I was born in Chicago, and raised for ten years in a suburb there. When I was ten, though, our family moved to a farm in Wisconsin, which was an amazing switch for all of us. If my eyes weren't already wide enough, in 1974, when I was seventeen, I traveled to Sri Lanka as an AFS student. While I was there I thought I wanted to become a poet (before that I wanted to be an oceanographer), or a writer/photographer for National Geographic.
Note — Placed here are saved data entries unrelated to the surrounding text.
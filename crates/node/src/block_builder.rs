//! Block builder answering consensus `ProposeState` requests.

use std::sync::Arc;
use std::time::{SystemTime, UNIX_EPOCH};

use hotchain_core::{BusMessage, MsgBus, ProposeState, Subscriber};
use hotchain_types::{Block, BlockHeader, Member, Transaction};
use rand::Rng;
use tokio::runtime::Handle;
use tracing::{debug, warn};

use crate::executor::{transfer_tx, BlockExecutor, ExecutionResult};

/// Accounts the synthetic workload moves balance between.
pub const DEVNET_ACCOUNTS: usize = 8;

/// Builds blocks of synthetic bank transfers for the local proposer.
///
/// Requests arrive on the publisher's thread; execution runs on the tokio
/// blocking pool and the result is published as `ProposedBlock`.
pub struct BlockBuilder {
    job: Arc<BuildJob>,
}

struct BuildJob {
    chain_id: String,
    proposer: Member,
    txs_per_block: usize,
    executor: Arc<BlockExecutor>,
    bus: Arc<MsgBus>,
}

impl BlockBuilder {
    /// Create a builder publishing to `bus`.
    pub fn new(
        chain_id: impl Into<String>,
        proposer: Member,
        txs_per_block: usize,
        executor: Arc<BlockExecutor>,
        bus: Arc<MsgBus>,
    ) -> Self {
        Self {
            job: Arc::new(BuildJob {
                chain_id: chain_id.into(),
                proposer,
                txs_per_block,
                executor,
                bus,
            }),
        }
    }

    /// Build the block requested by `state` on the calling thread.
    pub fn build(&self, state: &ProposeState) -> ExecutionResult<Block> {
        self.job.build(state)
    }
}

impl BuildJob {
    fn synthetic_txs(&self, state: &ProposeState) -> Vec<Transaction> {
        let mut rng = rand::thread_rng();
        (0..self.txs_per_block)
            .map(|i| {
                let from = rng.gen_range(0..DEVNET_ACCOUNTS);
                let to = rng.gen_range(0..DEVNET_ACCOUNTS);
                let nonce: u32 = rng.gen();
                let mut tx = transfer_tx(
                    format!("{}-{}-{}-{:08x}", state.height, state.level, i, nonce),
                    self.chain_id.clone(),
                    &format!("acct{from}"),
                    &format!("acct{to}"),
                    rng.gen_range(1..=50),
                );
                tx.sender = Some(self.proposer.clone());
                tx
            })
            .collect()
    }

    fn build(&self, state: &ProposeState) -> ExecutionResult<Block> {
        let header = BlockHeader {
            chain_id: self.chain_id.clone(),
            block_height: state.height,
            pre_block_hash: state.pre_block_hash,
            block_timestamp: unix_now(),
            proposer: Some(self.proposer.clone()),
            ..Default::default()
        };
        self.executor
            .build_block(header, self.synthetic_txs(state))
    }

    fn run(&self, state: &ProposeState) {
        match self.build(state) {
            Ok(block) => {
                debug!(
                    height = state.height,
                    level = state.level,
                    txs = block.txs.len(),
                    "Publishing proposed block"
                );
                self.bus.publish(BusMessage::ProposedBlock(block));
            }
            Err(e) => warn!(height = state.height, level = state.level, "Block build failed: {}", e),
        }
    }
}

impl Subscriber for BlockBuilder {
    fn on_message(&self, msg: &BusMessage) {
        let BusMessage::ProposeState(state) = msg else {
            return;
        };
        let state = state.clone();
        let job = self.job.clone();
        match Handle::try_current() {
            Ok(handle) => {
                handle.spawn_blocking(move || job.run(&state));
            }
            // no runtime: build inline
            Err(_) => job.run(&state),
        }
    }
}

fn unix_now() -> i64 {
    SystemTime::now()
        .duration_since(UNIX_EPOCH)
        .map(|d| d.as_secs() as i64)
        .unwrap_or_default()
}

#[cfg(test)]
mod tests {
    use super::*;
    use hotchain_core::{MemoryBlockchainStore, Topic};
    use hotchain_snapshot::{ManagerConfig, SnapshotManager};
    use hotchain_types::CURRENT_BLOCK_VERSION;
    use parking_lot::Mutex;
    use std::thread::{self, ThreadId};
    use std::time::Duration;

    #[derive(Default)]
    struct Capture(Mutex<Vec<(Block, ThreadId)>>);

    impl Subscriber for Capture {
        fn on_message(&self, msg: &BusMessage) {
            if let BusMessage::ProposedBlock(block) = msg {
                self.0.lock().push((block.clone(), thread::current().id()));
            }
        }
    }

    fn builder_with_capture(store: Arc<MemoryBlockchainStore>, txs: usize) -> (BlockBuilder, Arc<Capture>) {
        let snapshots = Arc::new(SnapshotManager::new(store.clone(), ManagerConfig::default()));
        let executor = Arc::new(BlockExecutor::new(store, snapshots));
        let bus = Arc::new(MsgBus::new());
        let capture = Arc::new(Capture::default());
        bus.register(Topic::ProposedBlock, capture.clone());
        let builder = BlockBuilder::new("builder", Member::new("org1", vec![7]), txs, executor, bus);
        (builder, capture)
    }

    #[tokio::test(flavor = "multi_thread", worker_threads = 2)]
    async fn test_propose_state_yields_executed_block() {
        let genesis = Block::genesis("builder");
        let store = Arc::new(MemoryBlockchainStore::with_genesis(&genesis).unwrap());
        let (builder, capture) = builder_with_capture(store, 6);

        builder.on_message(&BusMessage::ProposeState(ProposeState {
            height: 1,
            level: 1,
            pre_block_hash: genesis.hash(),
        }));

        for _ in 0..200 {
            if !capture.0.lock().is_empty() {
                break;
            }
            tokio::time::sleep(Duration::from_millis(10)).await;
        }
        let blocks = capture.0.lock();
        assert_eq!(blocks.len(), 1);
        let (block, built_on) = &blocks[0];
        assert_ne!(*built_on, thread::current().id());
        assert_eq!(block.height(), 1);
        assert_eq!(block.header.block_version, CURRENT_BLOCK_VERSION);
        assert_eq!(block.txs.len(), 6);
        assert_eq!(block.dag.vertexes.len(), 6);
        assert!(block.txs.iter().all(|tx| tx.result.is_some()));
    }

    #[test]
    fn test_unknown_parent_publishes_nothing() {
        let (builder, capture) = builder_with_capture(Arc::new(MemoryBlockchainStore::new()), 2);
        builder.on_message(&BusMessage::ProposeState(ProposeState {
            height: 4,
            level: 9,
            pre_block_hash: [3u8; 32],
        }));
        assert!(capture.0.lock().is_empty());
        assert!(builder
            .build(&ProposeState {
                height: 4,
                level: 9,
                pre_block_hash: [3u8; 32],
            })
            .is_err());
    }
}
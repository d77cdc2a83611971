//! Keccak-256 hashing helpers.
//!
//! For incremental hashing of structured content (block fingerprints, header
//! hashes) use [`Hasher`]:
//!
//! ```rust
//! use hotchain_crypto::Hasher;
//!
//! let mut hasher = Hasher::new();
//! hasher.update(b"chain1");
//! hasher.update_u64(42);
//! let digest = hasher.finalize();
//! assert_eq!(digest.len(), 32);
//! ```

use sha3::{Digest, Keccak256};

use crate::Hash;

/// Compute the Keccak-256 hash of `data`.
#[inline]
pub fn keccak256(data: &[u8]) -> Hash {
    let mut hasher = Keccak256::new();
    hasher.update(data);
    hasher.finalize().into()
}

/// Compute the Keccak-256 hash of several inputs as if they were concatenated.
#[inline]
pub fn keccak256_concat(parts: &[&[u8]]) -> Hash {
    let mut hasher = Keccak256::new();
    for part in parts {
        hasher.update(part);
    }
    hasher.finalize().into()
}

/// A streaming Keccak-256 hasher with length-prefixed field helpers.
///
/// Variable-length fields are written with a `u32` length prefix so that
/// adjacent fields cannot be shifted into each other.
#[derive(Clone)]
pub struct Hasher {
    inner: Keccak256,
}

impl Default for Hasher {
    fn default() -> Self {
        Self::new()
    }
}

impl Hasher {
    /// Create a new hasher.
    #[inline]
    pub fn new() -> Self {
        Self {
            inner: Keccak256::new(),
        }
    }

    /// Feed raw bytes.
    #[inline]
    pub fn update(&mut self, data: &[u8]) {
        self.inner.update(data);
    }

    /// Feed a length-prefixed byte field.
    #[inline]
    pub fn update_field(&mut self, data: &[u8]) {
        self.inner.update((data.len() as u32).to_be_bytes());
        self.inner.update(data);
    }

    /// Feed a big-endian `u64`.
    #[inline]
    pub fn update_u64(&mut self, value: u64) {
        self.inner.update(value.to_be_bytes());
    }

    /// Feed a big-endian `i64`.
    #[inline]
    pub fn update_i64(&mut self, value: i64) {
        self.inner.update(value.to_be_bytes());
    }

    /// Consume the hasher and return the digest.
    #[inline]
    pub fn finalize(self) -> Hash {
        self.inner.finalize().into()
    }
}

impl std::fmt::Debug for Hasher {
    fn fmt(&self, f: &mut std::fmt::Formatter<'_>) -> std::fmt::Result {
        f.debug_struct("Hasher").finish_non_exhaustive()
    }
}

#[cfg(test)]
mod tests {
    use super::*;

    #[test]
    fn test_keccak256_empty() {
        assert_eq!(
            hex::encode(keccak256(b"")),
            "c5d2460186f7233c927e7db2dcc703c0e500b653ca82273b7bfad8045d85a470"
        );
    }

    #[test]
    fn test_concat_matches_single_buffer() {
        assert_eq!(keccak256_concat(&[b"hello", b" ", b"world"]), keccak256(b"hello world"));
    }

    #[test]
    fn test_field_prefix_separates_boundaries() {
        let mut a = Hasher::new();
        a.update_field(b"ab");
        a.update_field(b"c");

        let mut b = Hasher::new();
        b.update_field(b"a");
        b.update_field(b"bc");

        assert_ne!(a.finalize(), b.finalize());
    }
}
//! Pacemaker timers.
//!
//! This module provides:
//! - [`TimeoutConfig`] - base/delta/max round timeouts with governance fallback
//! - [`TimerEvent`] - the event delivered when a round timer fires
//! - [`TimerService`] - schedules one active timer per (height, level)
//!
//! Timeouts grow linearly with the number of levels since the last block
//! QC, so that a run of failed leaders eventually gives honest nodes enough
//! time to reach each other once the network stabilizes.

use std::sync::atomic::{AtomicBool, Ordering};
use std::time::Duration;

use parking_lot::Mutex;
use tokio::sync::mpsc;
use tokio::task::JoinHandle;
use tracing::{debug, trace, warn};

use crate::types::ConsensusState;

/// Default base round timeout
pub const DEFAULT_BASE_TIMEOUT: Duration = Duration::from_millis(2000);
/// Default per-level backoff
pub const DEFAULT_TIMEOUT_DELTA: Duration = Duration::from_millis(500);
/// Default cap on any round timeout
pub const DEFAULT_MAX_TIMEOUT: Duration = Duration::from_secs(30);

/// Round timeout parameters.
#[derive(Debug, Clone, Copy, PartialEq, Eq)]
pub struct TimeoutConfig {
    /// Timeout of a level directly following a block QC
    pub base: Duration,
    /// Extra time per level without a block QC
    pub delta: Duration,
    /// Upper bound
    pub max: Duration,
}

impl Default for TimeoutConfig {
    fn default() -> Self {
        Self {
            base: DEFAULT_BASE_TIMEOUT,
            delta: DEFAULT_TIMEOUT_DELTA,
            max: DEFAULT_MAX_TIMEOUT,
        }
    }
}

impl TimeoutConfig {
    /// Overlay governance-provided millisecond values on `defaults`.
    ///
    /// Zero or out-of-range values keep the default, so a bad governance
    /// entry can never produce a zero timeout.
    pub fn from_governance(base_ms: u64, delta_ms: u64, defaults: &TimeoutConfig) -> Self {
        let max_ms = defaults.max.as_millis() as u64;
        let base = if base_ms == 0 || base_ms > max_ms {
            if base_ms != 0 {
                warn!(base_ms, max_ms, "governance base timeout out of range, using default");
            }
            defaults.base
        } else {
            Duration::from_millis(base_ms)
        };
        let delta = if delta_ms == 0 || delta_ms > max_ms {
            if delta_ms != 0 {
                warn!(delta_ms, max_ms, "governance timeout delta out of range, using default");
            }
            defaults.delta
        } else {
            Duration::from_millis(delta_ms)
        };
        Self {
            base,
            delta,
            max: defaults.max,
        }
    }

    /// Timeout for `level` given the level of the highest block QC.
    ///
    /// timeout = base + delta * (level - qc_level - 1), capped at `max`
    pub fn timeout_for(&self, level: u64, qc_level: u64) -> Duration {
        let steps = level.saturating_sub(qc_level.saturating_add(1));
        let steps = u32::try_from(steps).unwrap_or(u32::MAX);
        self.base
            .saturating_add(self.delta.saturating_mul(steps))
            .min(self.max)
    }
}

/// A round timer. Delivered back to the SMR when it fires.
#[derive(Debug, Clone, Copy, PartialEq, Eq)]
pub struct TimerEvent {
    /// Height the timer was armed for
    pub height: u64,
    /// Level the timer was armed for
    pub level: u64,
    /// Epoch the timer was armed in
    pub epoch_id: u64,
    /// State the SMR was in when arming
    pub state: ConsensusState,
    /// How long to wait
    pub duration: Duration,
}

struct ActiveTimer {
    height: u64,
    level: u64,
    handle: JoinHandle<()>,
}

/// Single-slot timer service.
///
/// Arming a new event replaces the previous one, which keeps at most one
/// timer alive per (height, level). Cancellation never blocks and is safe to
/// repeat.
pub struct TimerService {
    tx: mpsc::Sender<TimerEvent>,
    active: Mutex<Option<ActiveTimer>>,
    running: AtomicBool,
}

impl TimerService {
    /// Create a timer service and the channel fired events arrive on.
    pub fn new(capacity: usize) -> (Self, mpsc::Receiver<TimerEvent>) {
        let (tx, rx) = mpsc::channel(capacity.max(1));
        (
            Self {
                tx,
                active: Mutex::new(None),
                running: AtomicBool::new(false),
            },
            rx,
        )
    }

    /// Allow events to be armed.
    pub fn start(&self) {
        self.running.store(true, Ordering::SeqCst);
    }

    /// Cancel the active timer and refuse new ones.
    pub fn stop(&self) {
        self.running.store(false, Ordering::SeqCst);
        if let Some(active) = self.active.lock().take() {
            active.handle.abort();
        }
    }

    /// Whether [`start`](Self::start) was called and [`stop`](Self::stop) was not.
    pub fn is_running(&self) -> bool {
        self.running.load(Ordering::SeqCst)
    }

    /// Arm `event`, replacing any active timer.
    ///
    /// Must be called from within a tokio runtime.
    pub fn add_event(&self, event: TimerEvent) {
        if !self.is_running() {
            trace!(height = event.height, level = event.level, "timer service stopped, ignoring event");
            return;
        }

        debug!(
            height = event.height,
            level = event.level,
            epoch = event.epoch_id,
            state = %event.state,
            duration_ms = event.duration.as_millis() as u64,
            "Scheduling round timer"
        );

        let tx = self.tx.clone();
        let handle = tokio::spawn(async move {
            tokio::time::sleep(event.duration).await;
            trace!(height = event.height, level = event.level, "Round timer fired");
            let _ = tx.send(event).await;
        });

        let previous = self.active.lock().replace(ActiveTimer {
            height: event.height,
            level: event.level,
            handle,
        });
        if let Some(previous) = previous {
            previous.handle.abort();
        }
    }

    /// (height, level) of the active timer.
    pub fn active(&self) -> Option<(u64, u64)> {
        self.active.lock().as_ref().map(|t| (t.height, t.level))
    }
}

impl Drop for TimerService {
    fn drop(&mut self) {
        if let Some(active) = self.active.get_mut().take() {
            active.handle.abort();
        }
    }
}
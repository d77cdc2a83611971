//! Collaborator traits for hotchain.
//!
//! Consensus and snapshot code depends on these traits rather than on
//! concrete backends, so stores, networks and identity providers can be
//! swapped (and mocked in tests).
//!
//! ```ignore
//! use hotchain_core::traits::{BlockchainStore, NetService};
//!
//! fn catch_up<S: BlockchainStore, N: NetService>(store: &S, net: &N) {
//!     // works with any backend
//! }
//! ```

mod crypto;
mod pipeline;
mod storage;
mod transport;

pub use crypto::*;
pub use pipeline::*;
pub use storage::*;
pub use transport::*;
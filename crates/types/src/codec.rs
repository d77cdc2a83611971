//! Parallel batch (de)serialization of block transactions.
//!
//! Transactions are split into fixed batches of [`TX_BATCH_SIZE`]; each batch
//! is handled on a rayon worker and the results are joined back in order
//! before returning.

use hotchain_crypto::{Hash, Hasher, ZERO_HASH};
use rayon::prelude::*;

use crate::{Block, Dag, Result, Transaction, TxRWSet, TypesError};

/// Number of transactions handled by one worker.
pub const TX_BATCH_SIZE: usize = 1000;

/// Serialize each transaction with bincode, in parallel batches.
pub fn marshal_txs(txs: &[Transaction]) -> Result<Vec<Vec<u8>>> {
    let batches: Vec<Result<Vec<Vec<u8>>>> = txs
        .par_chunks(TX_BATCH_SIZE)
        .enumerate()
        .map(|(batch, chunk)| {
            chunk
                .iter()
                .map(|tx| {
                    bincode::serialize(tx).map_err(|e| TypesError::Batch {
                        batch,
                        message: e.to_string(),
                    })
                })
                .collect()
        })
        .collect();

    let mut out = Vec::with_capacity(txs.len());
    for batch in batches {
        out.extend(batch?);
    }
    Ok(out)
}

/// Inverse of [`marshal_txs`].
pub fn unmarshal_txs(raw: &[Vec<u8>]) -> Result<Vec<Transaction>> {
    let batches: Vec<Result<Vec<Transaction>>> = raw
        .par_chunks(TX_BATCH_SIZE)
        .enumerate()
        .map(|(batch, chunk)| {
            chunk
                .iter()
                .map(|bytes| {
                    bincode::deserialize(bytes).map_err(|e| TypesError::Batch {
                        batch,
                        message: e.to_string(),
                    })
                })
                .collect()
        })
        .collect();

    let mut out = Vec::with_capacity(raw.len());
    for batch in batches {
        out.extend(batch?);
    }
    Ok(out)
}

/// Root over the transaction ids. Empty blocks have the zero root.
pub fn compute_tx_root(txs: &[Transaction]) -> Hash {
    if txs.is_empty() {
        return ZERO_HASH;
    }
    let batch_roots: Vec<Hash> = txs
        .par_chunks(TX_BATCH_SIZE)
        .map(|chunk| {
            let mut hasher = Hasher::new();
            for tx in chunk {
                hasher.update_field(tx.tx_id.as_bytes());
            }
            hasher.finalize()
        })
        .collect();

    let mut hasher = Hasher::new();
    for root in &batch_roots {
        hasher.update(root);
    }
    hasher.finalize()
}

/// Hash of the bincode-encoded DAG.
pub fn compute_dag_hash(dag: &Dag) -> Result<Hash> {
    Ok(hotchain_crypto::keccak256(&bincode::serialize(dag)?))
}

/// Root over the read/write sets, batched like [`compute_tx_root`].
pub fn compute_rw_set_root(rwsets: &[TxRWSet]) -> Result<Hash> {
    if rwsets.is_empty() {
        return Ok(ZERO_HASH);
    }
    let batch_roots: Vec<Result<Hash>> = rwsets
        .par_chunks(TX_BATCH_SIZE)
        .map(|chunk| {
            let mut hasher = Hasher::new();
            for rwset in chunk {
                hasher.update_field(&bincode::serialize(rwset)?);
            }
            Ok(hasher.finalize())
        })
        .collect();

    let mut hasher = Hasher::new();
    for root in batch_roots {
        hasher.update(&root?);
    }
    Ok(hasher.finalize())
}

/// Serialize a block: header and metadata with bincode, transactions via
/// [`marshal_txs`].
pub fn encode_block(block: &Block) -> Result<Vec<u8>> {
    let txs = marshal_txs(&block.txs)?;
    let shell = Block {
        txs: Vec::new(),
        ..block.clone()
    };
    Ok(bincode::serialize(&(shell, txs))?)
}

/// Inverse of [`encode_block`].
pub fn decode_block(bytes: &[u8]) -> Result<Block> {
    let (mut block, txs): (Block, Vec<Vec<u8>>) = bincode::deserialize(bytes)?;
    block.txs = unmarshal_txs(&txs)?;
    Ok(block)
}
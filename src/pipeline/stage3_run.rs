use std::fs;
use std::path::Path;
use std::process::Command;

use crate::pipeline::RunError;

pub const PHEN2GENE_IMAGE: &str = "genomicslab/phen2gene";
/// Mount point of the raw results directory inside the container.
pub const CONTAINER_RESULTS_DIR: &str = "/phen2gene-results";

pub fn read_batch_commands(batch_file: &Path) -> Result<Vec<String>, RunError> {
    let content = fs::read_to_string(batch_file)?;
    Ok(content
        .lines()
        .map(str::trim)
        .filter(|l| !l.is_empty())
        .map(str::to_string)
        .collect())
}

pub fn docker_run_args(command: &str, results_dir: &Path) -> Vec<String> {
    let mut args = vec![
        "run".to_string(),
        "--rm".to_string(),
        "-v".to_string(),
        format!("{}:{}", results_dir.display(), CONTAINER_RESULTS_DIR),
        PHEN2GENE_IMAGE.to_string(),
    ];
    args.extend(command.split_whitespace().map(str::to_string));
    args
}

fn run_checked(cmd: &mut Command, program: &str) -> Result<(), RunError> {
    let status = cmd.status().map_err(|source| RunError::Spawn {
        program: program.to_string(),
        source,
    })?;
    if !status.success() {
        return Err(RunError::ExitStatus {
            program: program.to_string(),
            status: status.to_string(),
        });
    }
    Ok(())
}

/// Runs every command of a local batch file through `bash`.
pub fn run_local(batch_file: &Path) -> Result<(), RunError> {
    tracing::info!(batch_file = %batch_file.display(), "running phen2gene locally");
    run_checked(Command::new("bash").arg(batch_file), "bash")
}

/// Starts one container per batch line with `results_dir` mounted for output.
pub fn run_docker(batch_file: &Path, results_dir: &Path) -> Result<usize, RunError> {
    fs::create_dir_all(results_dir)?;
    let commands = read_batch_commands(batch_file)?;
    for command in &commands {
        tracing::debug!(command = %command, "docker run");
        run_checked(
            Command::new("docker").args(docker_run_args(command, results_dir)),
            "docker",
        )?;
    }
    tracing::info!(
        batch_file = %batch_file.display(),
        containers = commands.len(),
        "phen2gene docker batch finished"
    );
    Ok(commands.len())
}

#[cfg(test)]
#[path = "../../tests/src_inline/pipeline/stage3_run.rs"]
mod tests;
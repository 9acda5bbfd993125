use std::fs;
use std::path::{Path, PathBuf};

use clap::ValueEnum;

use crate::config::{INPUT_DIR_CONFIG, InputDirConfig};
use crate::input::files::file_name;
use crate::input::{IdentifierMap, InputError};
use crate::model::Environment;
use crate::pipeline::RunError;
use crate::pipeline::stage2_commands::{
    CaseDirectory, CommandBatchParams, InvocationTarget, prepare_commands,
};
use crate::pipeline::stage3_run::{CONTAINER_RESULTS_DIR, run_docker, run_local};
use crate::pipeline::stage4_standardize::{Stage4Output, create_standardized_results};

pub const TOOL_INPUT_COMMANDS_DIR: &str = "tool_input_commands";
pub const RAW_RESULTS_DIR: &str = "raw_results";

#[derive(Debug, Clone, Copy, PartialEq, Eq, ValueEnum)]
pub enum Phase {
    All,
    Prepare,
    Run,
    PostProcess,
}

#[derive(Debug, Clone)]
pub struct Phen2GeneRunner {
    pub input_dir: PathBuf,
    pub testdata_dir: PathBuf,
    pub tmp_dir: PathBuf,
    pub output_dir: PathBuf,
    pub config: InputDirConfig,
}

impl Phen2GeneRunner {
    pub fn new(
        input_dir: PathBuf,
        testdata_dir: PathBuf,
        tmp_dir: PathBuf,
        output_dir: PathBuf,
    ) -> Result<Self, RunError> {
        let config = InputDirConfig::load(&input_dir.join(INPUT_DIR_CONFIG))?;
        Ok(Self {
            input_dir,
            testdata_dir,
            tmp_dir,
            output_dir,
            config,
        })
    }

    pub fn tool_input_commands_dir(&self) -> PathBuf {
        self.output_dir.join(TOOL_INPUT_COMMANDS_DIR)
    }

    pub fn raw_results_dir(&self) -> PathBuf {
        self.output_dir.join(RAW_RESULTS_DIR)
    }

    pub fn execute(&self, phase: Phase) -> Result<(), RunError> {
        match phase {
            Phase::Prepare => self.prepare(),
            Phase::Run => self.run(),
            Phase::PostProcess => self.post_process().map(|_| ()),
            Phase::All => {
                self.prepare()?;
                self.run()?;
                self.post_process().map(|_| ())
            }
        }
    }

    pub fn prepare(&self) -> Result<(), RunError> {
        for dir in [
            self.tmp_dir.clone(),
            self.tool_input_commands_dir(),
            self.raw_results_dir(),
        ] {
            fs::create_dir_all(&dir)?;
        }
        tracing::info!(
            tool = %self.config.tool,
            version = %self.config.tool_version,
            output_dir = %self.output_dir.display(),
            "runner prepared"
        );
        Ok(())
    }

    /// Batch parameters for this run; docker writes to the container mount.
    pub fn command_batch_params(&self) -> Result<CommandBatchParams, RunError> {
        let options = &self.config.tool_specific_configuration_options;
        let target = InvocationTarget::from_environment(
            options.environment,
            options.phen2gene_python_executable.as_deref(),
        )?;
        let results_dir = match options.environment {
            Environment::Local => self.raw_results_dir(),
            Environment::Docker => PathBuf::from(CONTAINER_RESULTS_DIR),
        };
        Ok(CommandBatchParams {
            target,
            file_prefix: file_name(&self.testdata_dir),
            output_dir: self.tool_input_commands_dir(),
            results_dir,
            cases: CaseDirectory::Phenopackets(find_phenopacket_dir(&self.testdata_dir)?),
        })
    }

    pub fn run(&self) -> Result<(), RunError> {
        let params = self.command_batch_params()?;
        let batch_file = prepare_commands(&params)?;
        match params.target {
            InvocationTarget::Local { .. } => run_local(&batch_file),
            InvocationTarget::Docker => run_docker(&batch_file, &self.raw_results_dir()).map(|_| ()),
        }
    }

    pub fn post_process(&self) -> Result<Stage4Output, RunError> {
        let options = &self.config.tool_specific_configuration_options;
        let hgnc_path = self.config.hgnc_data_path(&self.input_dir);
        let identifier_map = IdentifierMap::load_hgnc(&hgnc_path, options.identifier)?;
        if identifier_map.is_empty() {
            tracing::warn!(hgnc_data = %hgnc_path.display(), "identifier map is empty; all identifiers will be blank");
        }
        tracing::info!(
            hgnc_data = %hgnc_path.display(),
            symbols = identifier_map.len(),
            "identifier map loaded"
        );
        Ok(create_standardized_results(
            &self.raw_results_dir(),
            &self.output_dir,
            options.post_process.score_order,
            &identifier_map,
        )?)
    }
}

/// First subdirectory of `testdata_dir` (by name) whose name contains `phenopacket`.
pub fn find_phenopacket_dir(testdata_dir: &Path) -> Result<PathBuf, InputError> {
    let mut candidates = Vec::new();
    for entry in fs::read_dir(testdata_dir)? {
        let entry = entry?;
        if entry.file_type()?.is_dir() && entry.file_name().to_string_lossy().contains("phenopacket") {
            candidates.push(entry.path());
        }
    }
    candidates.sort();
    candidates.into_iter().next().ok_or_else(|| {
        InputError::MissingInput(format!(
            "no phenopacket directory found in {}",
            testdata_dir.display()
        ))
    })
}

#[cfg(test)]
#[path = "../tests/src_inline/runner.rs"]
mod tests;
In college, I started out studying journalism, but several English professors at St. Norbert College, where I got my B.A., got me interested in creative writing. They encouraged me to create my own major in creative writing, and urged me to go to graduate school, which I did. I was lucky enough to study fiction writing under Tobias Wolff and the late Raymond Carver at Syracuse University. I got my M.A. in Creative Writing from Syracuse in 1982. I was also lucky enough to meet my wife Krystyna there.

To support myself along the way I worked in canning factories and warehouses, as a garbageman, as a hotel desk clerk, as a cookie salesman, as a book store clerk. I also got lucky--Matty's Heart, a collection of short fiction, was selected for a New Voices Award and was published by New Rivers Press in 1984. The title novella is narrated by a female 56-year-old town clerk, and I knew I had done something well when the editor called me up at the hotel where I was a night clerk and was expecting to speak to a middle-aged woman, not a twenty-six-year-old man.

American Beauty, a novel, was published by Simon and Schuster in 1987. That same year our first child, Tosh, was born. He was conceived in Budapest, Hungary during our "summer of final abandon" in 1986 during a summer-long trek around Europe. After that I started teaching--first in the MFA program at The University of Memphis, and since 1990 at Marquette University in Milwaukee, Wisconsin. Since 1989 I've also been a member of the fiction faculty at the Warren Wilson College MFA Program for Writers in Asheville, North Carolina.

The 1990s saw two more children born--Roman in 1991 and Hania in 1994--and one book, an anthology I edited and for which I wrote the introduction: The Boundaries of Twilight: Czecho-Slovak Writing from the New World, which New Rivers Press published in 1991. Since then I've been teaching and writing and raising kids.

In 1999 my collection of short fiction, The Clouds in Memphis, won the Associated Writing Programs Award in Short Fiction, and it was published in November, 2000 by the University of Massachusetts Press. My new novel, The Company Car, is a comedy about fifty years in the life of a single family, and fifty years of American social history, starting with the parents getting married on television in 1952. Click here for a description.

I've been the recipient of a Guggenheim Fellowship, a National Endowment for the Arts Fellowship, a Bush Foundation Fellowship, and a Loft-Mentor Fellowship. I live in an Arts and Crafts home built in 1909 in the Cold Spring Park neighborhood in Milwaukee.